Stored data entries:
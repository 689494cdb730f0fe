//! postbox CLI - send contact messages from the terminal
//!
//! Every message is cached locally before the collector is contacted, so a
//! send succeeds even when the collector is down.

mod cli;
mod commands;
mod error;


use clap::Parser;

use crate::cli::{Cli, Commands};
use crate::commands::common::{read_message, resolve_config};
use crate::commands::completions::run_completions;
use crate::commands::inbox::run_inbox;
use crate::commands::outbox::run_outbox;
use crate::commands::send::run_send;
use crate::commands::sync::run_sync;
use crate::commands::watch::run_watch;
use crate::error::CliError;

#[tokio::main]
async fn main() {
    if let Err(error) = run().await {
        eprintln!("Error: {error}");
        std::process::exit(1);
    }
}

async fn run() -> Result<(), CliError> {
    dotenvy::dotenv().ok();

    tracing_subscriber::fmt()
        .with_writer(std::io::stderr)
        .with_env_filter(
            tracing_subscriber::EnvFilter::from_default_env()
                .add_directive("postbox=warn".parse().map_err(|_| {
                    CliError::Config("invalid default log directive".to_string())
                })?),
        )
        .init();

    let cli = Cli::parse();

    if let Commands::Completions { shell, output } = &cli.command {
        return run_completions(*shell, output.as_deref());
    }

    let config = resolve_config(cli.collector_url.clone(), cli.data_dir.clone())?;
    tracing::debug!(?config, "Resolved client configuration");

    match cli.command {
        Commands::Send {
            name,
            email,
            subject,
            message,
            json,
        } => {
            let message = read_message(message)?;
            run_send(&name, &email, &subject, &message, json, &config).await?;
        }
        Commands::Outbox { pending, json } => run_outbox(pending, json, &config).await?,
        Commands::Sync { json } => run_sync(json, &config).await?,
        Commands::Watch { interval } => run_watch(interval, &config).await?,
        Commands::Inbox { limit, json } => run_inbox(limit, json, &config).await?,
        Commands::Completions { .. } => {}
    }

    Ok(())
}
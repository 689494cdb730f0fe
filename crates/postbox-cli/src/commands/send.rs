use std::sync::Arc;

use postbox_core::client::{Delivery, FormController, SubmitReceipt, SubmitStatus};
use postbox_core::config::ClientConfig;
use postbox_core::ContactForm;
use serde::Serialize;

use crate::commands::common::{collector_client, open_cache};
use crate::error::CliError;

#[derive(Debug, Serialize)]
pub struct SendOutcome {
    pub status: SubmitStatus,
    pub id: Option<String>,
    pub delivered: bool,
    #[serde(skip_serializing_if = "Option::is_none")]
    pub queued_reason: Option<String>,
}

impl SendOutcome {
    pub fn from_receipt(status: SubmitStatus, receipt: &SubmitReceipt) -> Self {
        let (delivered, queued_reason) = match &receipt.delivery {
            Delivery::Acknowledged => (true, None),
            Delivery::Queued { reason } => (false, Some(reason.clone())),
        };
        Self {
            status,
            id: receipt.submission.id.as_ref().map(ToString::to_string),
            delivered,
            queued_reason,
        }
    }

    pub fn describe(&self) -> String {
        let id = self.id.as_deref().unwrap_or("<none>");
        if self.delivered {
            format!("Message {id} sent ({})", self.status)
        } else {
            format!(
                "Message {id} saved locally and queued for delivery ({})",
                self.status
            )
        }
    }
}

pub async fn run_send(
    name: &str,
    email: &str,
    subject: &str,
    message: &str,
    as_json: bool,
    config: &ClientConfig,
) -> Result<(), CliError> {
    let mirror = Arc::new(collector_client(config)?);
    let mut controller = FormController::new(
        open_cache(config),
        mirror,
        config.request_timeout,
        config.reset_delay,
    );
    controller.set_form(ContactForm::new(name, email, subject, message));

    let receipt = controller.submit().await?;
    let outcome = SendOutcome::from_receipt(controller.status().current(), &receipt);

    if as_json {
        println!("{}", serde_json::to_string_pretty(&outcome)?);
    } else {
        println!("{}", outcome.describe());
        if let Some(reason) = outcome.queued_reason.as_deref() {
            eprintln!("Collector unavailable: {reason}");
            eprintln!("Run `postbox sync` to retry delivery.");
        }
    }

    Ok(())
}
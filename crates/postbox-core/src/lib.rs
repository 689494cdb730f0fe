//! postbox-core - Core library for postbox
//!
//! This crate contains the contact submission model, the JSON list store used
//! by the collector, the collector HTTP client, and the local-first submission
//! client shared by every postbox interface.

pub mod client;
pub mod collector;
pub mod config;
pub mod error;
pub mod models;
pub mod store;
pub mod util;

pub use error::{Error, Result};
pub use models::{ContactForm, ContactSubmission, SubmissionId};
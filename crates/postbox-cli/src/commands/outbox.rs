use postbox_core::config::ClientConfig;

use crate::commands::common::{
    format_entry_lines, open_cache, submission_to_list_item, SubmissionListItem,
};
use crate::error::CliError;

pub async fn run_outbox(
    pending_only: bool,
    as_json: bool,
    config: &ClientConfig,
) -> Result<(), CliError> {
    let cache = open_cache(config);
    let mut entries = cache.entries().await?;
    if pending_only {
        entries.retain(|entry| !entry.delivered);
    }

    if as_json {
        let json_items = entries
            .iter()
            .map(|entry| submission_to_list_item(&entry.submission, Some(entry.delivered)))
            .collect::<Vec<SubmissionListItem>>();
        println!("{}", serde_json::to_string_pretty(&json_items)?);
        return Ok(());
    }

    if entries.is_empty() {
        if pending_only {
            println!("Outbox is empty.");
        } else {
            println!("No messages cached in {}.", cache.dir().display());
        }
        return Ok(());
    }

    for line in format_entry_lines(&entries) {
        println!("{line}");
    }
    Ok(())
}
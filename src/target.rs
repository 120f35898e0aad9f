use std::path::{Path, PathBuf};

use crate::error::FetchError;

/// HuggingFace mirror of the DSFD checkpoint; the original host is gone.
pub const MODEL_URL: &str =
    "https://huggingface.co/zixianma/mma/resolve/main/WIDERFace_DSFD_RES152.pth";

pub const MODEL_FILE_NAME: &str = "WIDERFace_DSFD_RES152.pth";

/// PyTorch hub checkpoint cache, relative to the home directory.
const CACHE_SUBDIR: [&str; 4] = [".cache", "torch", "hub", "checkpoints"];

const MIB: f64 = 1024.0 * 1024.0;

/// Where the checkpoint comes from and where it should end up.
#[derive(Debug, Clone)]
pub struct DownloadTarget {
    pub url: String,
    pub path: PathBuf,
}

impl DownloadTarget {
    pub fn new(url: impl Into<String>, path: impl Into<PathBuf>) -> Self {
        DownloadTarget {
            url: url.into(),
            path: path.into(),
        }
    }

    /// The checkpoint location under the given home directory.
    pub fn under_home(home: &Path) -> Self {
        let dir = CACHE_SUBDIR.iter().fold(home.to_path_buf(), |p, c| p.join(c));
        DownloadTarget::new(MODEL_URL, dir.join(MODEL_FILE_NAME))
    }

    /// The checkpoint location under the current user's home directory.
    pub fn for_current_user() -> Result<Self, FetchError> {
        let home = home::home_dir().ok_or(FetchError::NoHomeDir)?;
        Ok(DownloadTarget::under_home(&home))
    }

    pub fn cache_dir(&self) -> Option<&Path> {
        self.path.parent().filter(|p| !p.as_os_str().is_empty())
    }

    /// True when the destination already holds a regular file.
    pub fn present(&self) -> bool {
        self.path.is_file()
    }
}

/// Bytes to mebibytes, for display.
pub fn to_mib(bytes: u64) -> f64 {
    bytes as f64 / MIB
}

WORK REQUEST
The lines above from the one with "let mirror = Arc::new(collector_client(config)?);" through the one with "let mut entries = cache.entries().await?;" are to be duplicated exactly, ends included, with nothing added.

WRITTEN RESPONSE
    let mirror = Arc::new(collector_client(config)?);
    let mut controller = FormController::new(
        open_cache(config),
        mirror,
        config.request_timeout,
        config.reset_delay,
    );
    controller.set_form(ContactForm::new(name, email, subject, message));

    let receipt = controller.submit().await?;
    let outcome = SendOutcome::from_receipt(controller.status().current(), &receipt);

    if as_json {
        println!("{}", serde_json::to_string_pretty(&outcome)?);
    } else {
        println!("{}", outcome.describe());
        if let Some(reason) = outcome.queued_reason.as_deref() {
            eprintln!("Collector unavailable: {reason}");
            eprintln!("Run `postbox sync` to retry delivery.");
        }
    }

    Ok(())
}
filename crates/postbox-core/src/lib.rs
repository 689494cdb730f0fe
//! postbox-core - Core library for postbox
//!
//! This crate contains the contact submission model, the JSON list store used
//! by the collector, the collector HTTP client, and the local-first submission
//! client shared by every postbox interface.

pub mod client;
pub mod collector;
pub mod config;
pub mod error;
pub mod models;
pub mod store;
pub mod util;

pub use error::{Error, Result};
pub use models::{ContactForm, ContactSubmission, SubmissionId};
filename crates/postbox-cli/src/commands/outbox.rs
use postbox_core::config::ClientConfig;

use crate::commands::common::{
    format_entry_lines, open_cache, submission_to_list_item, SubmissionListItem,
};
use crate::error::CliError;

pub async fn run_outbox(
    pending_only: bool,
    as_json: bool,
    config: &ClientConfig,
) -> Result<(), CliError> {
    let cache = open_cache(config);
    let mut entries = cache.entries().await?;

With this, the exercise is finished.